■ Your assignment:
Scan the records for lines with the word "await", and copy every such line.

[Collected data entries]

*** Block opens ***

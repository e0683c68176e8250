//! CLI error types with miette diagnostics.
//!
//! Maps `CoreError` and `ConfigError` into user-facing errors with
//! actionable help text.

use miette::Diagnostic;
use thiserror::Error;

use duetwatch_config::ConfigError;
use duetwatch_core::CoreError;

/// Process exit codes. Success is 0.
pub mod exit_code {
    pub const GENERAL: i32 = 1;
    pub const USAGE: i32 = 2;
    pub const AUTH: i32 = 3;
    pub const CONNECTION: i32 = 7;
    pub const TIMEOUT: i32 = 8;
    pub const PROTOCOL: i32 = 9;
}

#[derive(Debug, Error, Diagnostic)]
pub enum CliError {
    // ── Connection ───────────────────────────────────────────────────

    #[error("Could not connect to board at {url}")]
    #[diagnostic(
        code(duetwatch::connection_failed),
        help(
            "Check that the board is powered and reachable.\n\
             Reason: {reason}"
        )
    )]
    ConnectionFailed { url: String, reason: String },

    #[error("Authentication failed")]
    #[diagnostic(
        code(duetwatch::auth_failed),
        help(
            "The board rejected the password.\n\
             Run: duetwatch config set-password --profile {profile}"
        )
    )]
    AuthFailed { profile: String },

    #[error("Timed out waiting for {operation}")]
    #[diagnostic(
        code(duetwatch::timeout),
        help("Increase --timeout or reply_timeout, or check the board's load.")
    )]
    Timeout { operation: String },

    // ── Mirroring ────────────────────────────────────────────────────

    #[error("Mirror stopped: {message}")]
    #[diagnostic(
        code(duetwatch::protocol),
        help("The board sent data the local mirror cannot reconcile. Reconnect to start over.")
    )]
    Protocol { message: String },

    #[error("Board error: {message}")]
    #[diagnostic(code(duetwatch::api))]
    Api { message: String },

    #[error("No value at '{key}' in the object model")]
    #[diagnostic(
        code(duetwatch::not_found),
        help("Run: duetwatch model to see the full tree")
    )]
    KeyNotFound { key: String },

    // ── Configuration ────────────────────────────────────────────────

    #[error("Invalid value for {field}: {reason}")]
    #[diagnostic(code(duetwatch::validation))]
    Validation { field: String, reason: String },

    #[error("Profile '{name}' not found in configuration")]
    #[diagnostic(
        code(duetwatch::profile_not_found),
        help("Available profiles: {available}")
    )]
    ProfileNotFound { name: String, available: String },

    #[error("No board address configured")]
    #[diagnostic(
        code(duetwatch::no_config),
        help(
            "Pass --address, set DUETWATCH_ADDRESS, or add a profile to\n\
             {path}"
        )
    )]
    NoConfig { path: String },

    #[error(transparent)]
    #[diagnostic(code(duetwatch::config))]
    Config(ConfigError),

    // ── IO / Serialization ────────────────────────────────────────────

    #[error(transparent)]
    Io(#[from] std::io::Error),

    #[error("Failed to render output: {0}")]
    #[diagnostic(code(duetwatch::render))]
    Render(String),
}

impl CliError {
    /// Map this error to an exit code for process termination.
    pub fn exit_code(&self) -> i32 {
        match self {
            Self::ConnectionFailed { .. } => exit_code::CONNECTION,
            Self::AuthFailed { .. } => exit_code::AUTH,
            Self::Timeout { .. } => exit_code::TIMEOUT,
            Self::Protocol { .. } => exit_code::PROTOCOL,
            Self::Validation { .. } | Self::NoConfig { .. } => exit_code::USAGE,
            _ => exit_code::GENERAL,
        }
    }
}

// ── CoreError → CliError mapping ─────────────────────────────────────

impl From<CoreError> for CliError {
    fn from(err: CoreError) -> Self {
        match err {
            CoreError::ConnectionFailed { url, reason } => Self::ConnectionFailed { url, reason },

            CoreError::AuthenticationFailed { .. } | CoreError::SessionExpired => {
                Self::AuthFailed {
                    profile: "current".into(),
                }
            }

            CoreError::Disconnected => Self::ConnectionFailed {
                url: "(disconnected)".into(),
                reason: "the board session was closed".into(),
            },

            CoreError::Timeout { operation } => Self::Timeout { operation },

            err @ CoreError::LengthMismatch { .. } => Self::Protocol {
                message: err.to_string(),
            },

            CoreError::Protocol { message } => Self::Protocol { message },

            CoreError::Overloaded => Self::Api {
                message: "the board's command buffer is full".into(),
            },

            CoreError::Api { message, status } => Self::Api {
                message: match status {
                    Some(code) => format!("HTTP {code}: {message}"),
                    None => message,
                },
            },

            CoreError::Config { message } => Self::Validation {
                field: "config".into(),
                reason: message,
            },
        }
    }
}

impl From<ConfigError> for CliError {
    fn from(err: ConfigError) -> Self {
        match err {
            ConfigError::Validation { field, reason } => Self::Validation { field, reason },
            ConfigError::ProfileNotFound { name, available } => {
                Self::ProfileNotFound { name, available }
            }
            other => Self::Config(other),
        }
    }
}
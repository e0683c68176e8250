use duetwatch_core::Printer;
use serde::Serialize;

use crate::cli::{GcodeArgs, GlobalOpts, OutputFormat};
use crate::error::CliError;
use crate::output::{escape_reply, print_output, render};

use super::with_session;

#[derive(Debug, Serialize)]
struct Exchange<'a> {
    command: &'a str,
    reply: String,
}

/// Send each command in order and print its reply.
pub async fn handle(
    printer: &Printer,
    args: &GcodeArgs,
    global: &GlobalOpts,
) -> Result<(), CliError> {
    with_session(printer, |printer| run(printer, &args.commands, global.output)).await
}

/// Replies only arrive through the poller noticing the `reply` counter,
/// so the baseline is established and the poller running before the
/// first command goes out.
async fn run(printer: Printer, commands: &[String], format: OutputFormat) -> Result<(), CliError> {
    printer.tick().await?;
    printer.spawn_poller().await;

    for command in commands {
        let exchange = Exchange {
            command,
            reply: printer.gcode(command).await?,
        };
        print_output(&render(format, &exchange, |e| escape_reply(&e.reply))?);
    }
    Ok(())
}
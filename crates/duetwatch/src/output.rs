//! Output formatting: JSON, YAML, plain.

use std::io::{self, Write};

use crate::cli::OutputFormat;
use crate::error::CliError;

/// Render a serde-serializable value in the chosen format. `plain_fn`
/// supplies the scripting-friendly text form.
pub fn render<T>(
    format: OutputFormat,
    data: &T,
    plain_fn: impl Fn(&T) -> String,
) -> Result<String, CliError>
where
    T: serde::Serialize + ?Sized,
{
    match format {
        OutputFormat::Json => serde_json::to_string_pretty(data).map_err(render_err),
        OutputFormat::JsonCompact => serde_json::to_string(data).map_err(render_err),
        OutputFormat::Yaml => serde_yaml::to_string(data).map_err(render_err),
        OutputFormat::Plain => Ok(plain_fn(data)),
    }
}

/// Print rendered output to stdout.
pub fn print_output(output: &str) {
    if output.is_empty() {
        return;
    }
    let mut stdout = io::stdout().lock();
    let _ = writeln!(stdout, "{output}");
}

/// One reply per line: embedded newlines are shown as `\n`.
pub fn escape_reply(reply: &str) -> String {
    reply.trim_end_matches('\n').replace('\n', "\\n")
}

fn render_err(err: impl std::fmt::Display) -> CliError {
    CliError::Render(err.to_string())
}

*** Block closes ***

■ Answer to this task:
    with_session(printer, |printer| run(printer, &args.commands, global.output)).await
    printer.tick().await?;
    printer.spawn_poller().await;
            reply: printer.gcode(command).await?,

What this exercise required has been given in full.